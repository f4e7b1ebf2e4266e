// GPU buffers for vertex, index, staging and uniform data
//
// A Buffer holds `instance_count` elements of `instance_size` bytes, each
// padded to the device's offset alignment so any instance can be bound on
// its own (e.g. one uniform block per frame in flight).

use anyhow::{Context, Result};
use ash::vk;
use gpu_allocator::vulkan::Allocation;
use gpu_allocator::MemoryLocation;
use std::sync::Arc;

use super::VulkanDevice;

/// Round `instance_size` up to a multiple of `min_offset_alignment`.
/// Vulkan alignments are powers of two; 0 means no requirement.
pub fn alignment(instance_size: vk::DeviceSize, min_offset_alignment: vk::DeviceSize) -> vk::DeviceSize {
    if min_offset_alignment > 0 {
        (instance_size + min_offset_alignment - 1) & !(min_offset_alignment - 1)
    } else {
        instance_size
    }
}

/// Widen `[offset, offset + size)` to whole non-coherent atoms, as
/// vkFlushMappedMemoryRanges requires. Returns `(offset, size)`.
fn flush_range(
    offset: vk::DeviceSize,
    size: vk::DeviceSize,
    atom: vk::DeviceSize,
) -> (vk::DeviceSize, vk::DeviceSize) {
    let atom = atom.max(1);
    let start = offset / atom * atom;
    let end = alignment(offset + size, atom);
    (start, end - start)
}

pub struct Buffer {
    buffer: vk::Buffer,
    allocation: Option<Allocation>,
    size: vk::DeviceSize,
    instance_size: vk::DeviceSize,
    instance_count: u32,
    alignment_size: vk::DeviceSize,
    device: Arc<VulkanDevice>,
}

impl Buffer {
    /// Create a buffer and bind memory from the device allocator.
    ///
    /// `CpuToGpu` / `GpuToCpu` locations are persistently mapped and can be
    /// written directly; `GpuOnly` buffers must be filled with a copy.
    pub fn new(
        device: Arc<VulkanDevice>,
        instance_size: vk::DeviceSize,
        instance_count: u32,
        usage: vk::BufferUsageFlags,
        location: MemoryLocation,
        min_offset_alignment: vk::DeviceSize,
    ) -> Result<Self> {
        if instance_size == 0 || instance_count == 0 {
            anyhow::bail!(
                "Cannot create an empty buffer ({} x {} bytes)",
                instance_count,
                instance_size
            );
        }

        let alignment_size = alignment(instance_size, min_offset_alignment);
        let size = alignment_size * vk::DeviceSize::from(instance_count);

        let buffer_info = vk::BufferCreateInfo::builder()
            .size(size)
            .usage(usage)
            .sharing_mode(vk::SharingMode::EXCLUSIVE);

        let buffer = unsafe { device.device.create_buffer(&buffer_info, None) }
            .context("Failed to create buffer")?;

        let requirements = unsafe { device.device.get_buffer_memory_requirements(buffer) };
        let allocation = match device.allocate("buffer", requirements, location, true) {
            Ok(allocation) => allocation,
            Err(e) => {
                unsafe { device.device.destroy_buffer(buffer, None) };
                return Err(e);
            }
        };

        if let Err(e) = unsafe {
            device
                .device
                .bind_buffer_memory(buffer, allocation.memory(), allocation.offset())
        } {
            device.free(allocation);
            unsafe { device.device.destroy_buffer(buffer, None) };
            return Err(e).context("Failed to bind buffer memory");
        }

        Ok(Self {
            buffer,
            allocation: Some(allocation),
            size,
            instance_size,
            instance_count,
            alignment_size,
            device,
        })
    }

    /// Copy `data` into the mapped memory at `offset`
    pub fn write(&mut self, data: &[u8], offset: vk::DeviceSize) -> Result<()> {
        let end = offset
            .checked_add(data.len() as vk::DeviceSize)
            .filter(|&end| end <= self.size)
            .with_context(|| {
                format!(
                    "Write of {} bytes at offset {} overflows a {} byte buffer",
                    data.len(),
                    offset,
                    self.size
                )
            })?;

        let mapped = self
            .allocation
            .as_mut()
            .and_then(|a| a.mapped_slice_mut())
            .context("Buffer memory is not host visible")?;

        mapped[offset as usize..end as usize].copy_from_slice(data);
        Ok(())
    }

    /// Copy `data` into the slot of instance `index`
    pub fn write_to_index(&mut self, data: &[u8], index: u32) -> Result<()> {
        if index >= self.instance_count {
            anyhow::bail!(
                "Instance index {} out of range (buffer holds {})",
                index,
                self.instance_count
            );
        }
        if data.len() as vk::DeviceSize > self.instance_size {
            anyhow::bail!(
                "{} bytes do not fit an instance of {} bytes",
                data.len(),
                self.instance_size
            );
        }

        self.write(data, vk::DeviceSize::from(index) * self.alignment_size)
    }

    /// Make host writes visible to the device. Coherent memory needs nothing.
    pub fn flush(&self) -> Result<()> {
        let allocation = self.allocation.as_ref().context("Buffer has no memory")?;
        if allocation.mapped_ptr().is_none() {
            anyhow::bail!("Buffer memory is not host visible");
        }
        if allocation
            .memory_properties()
            .contains(vk::MemoryPropertyFlags::HOST_COHERENT)
        {
            return Ok(());
        }

        let (offset, size) = flush_range(
            allocation.offset(),
            self.size,
            self.device.properties.limits.non_coherent_atom_size,
        );

        unsafe {
            let range = vk::MappedMemoryRange::builder()
                .memory(allocation.memory())
                .offset(offset)
                .size(size)
                .build();
            self.device.device.flush_mapped_memory_ranges(&[range])
        }
        .context("Failed to flush buffer memory")
    }

    /// Just the slot of instance `index`
    pub fn descriptor_info_for_index(&self, index: u32) -> vk::DescriptorBufferInfo {
        vk::DescriptorBufferInfo {
            buffer: self.buffer,
            offset: vk::DeviceSize::from(index) * self.alignment_size,
            range: self.alignment_size,
        }
    }

    pub fn buffer(&self) -> vk::Buffer {
        self.buffer
    }

    pub fn size(&self) -> vk::DeviceSize {
        self.size
    }

    pub fn instance_count(&self) -> u32 {
        self.instance_count
    }
}

impl Drop for Buffer {
    fn drop(&mut self) {
        unsafe {
            self.device.device.destroy_buffer(self.buffer, None);
        }
        if let Some(allocation) = self.allocation.take() {
            self.device.free(allocation);
        }
    }
}

#[cfg(test)]
mod tests {
    use super::*;

    #[test]
    fn alignment_rounds_up_to_power_of_two() {
        assert_eq!(alignment(192, 256), 256);
        assert_eq!(alignment(256, 256), 256);
        assert_eq!(alignment(257, 256), 512);
        assert_eq!(alignment(1, 4), 4);
    }

    #[test]
    fn zero_alignment_means_tightly_packed() {
        assert_eq!(alignment(24, 0), 24);
        assert_eq!(alignment(24, 1), 24);
    }

    #[test]
    fn flush_range_covers_whole_atoms() {
        // Sub-allocation in the middle of a memory block
        assert_eq!(flush_range(300, 576, 64), (256, 640));
        // Already aligned
        assert_eq!(flush_range(256, 256, 256), (256, 256));
        // Devices reporting an atom of 0 or 1 flush the exact range
        assert_eq!(flush_range(17, 5, 0), (17, 5));
        assert_eq!(flush_range(17, 5, 1), (17, 5));
    }

    #[test]
    fn ubo_slots_are_independently_bindable() {
        // Typical minUniformBufferOffsetAlignment values
        for min in [16, 64, 256] {
            let stride = alignment(192, min);
            assert!(stride >= 192);
            assert_eq!(stride % min, 0);
            assert_eq!((stride * 3) % min, 0);
        }
    }
}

● ● ● ●

TASK PROMPT
Copy out each line of the listing that holds the string "block".

YOUR SOLUTION
// its own (e.g. one uniform block per frame in flight).
        // Sub-allocation in the middle of a memory block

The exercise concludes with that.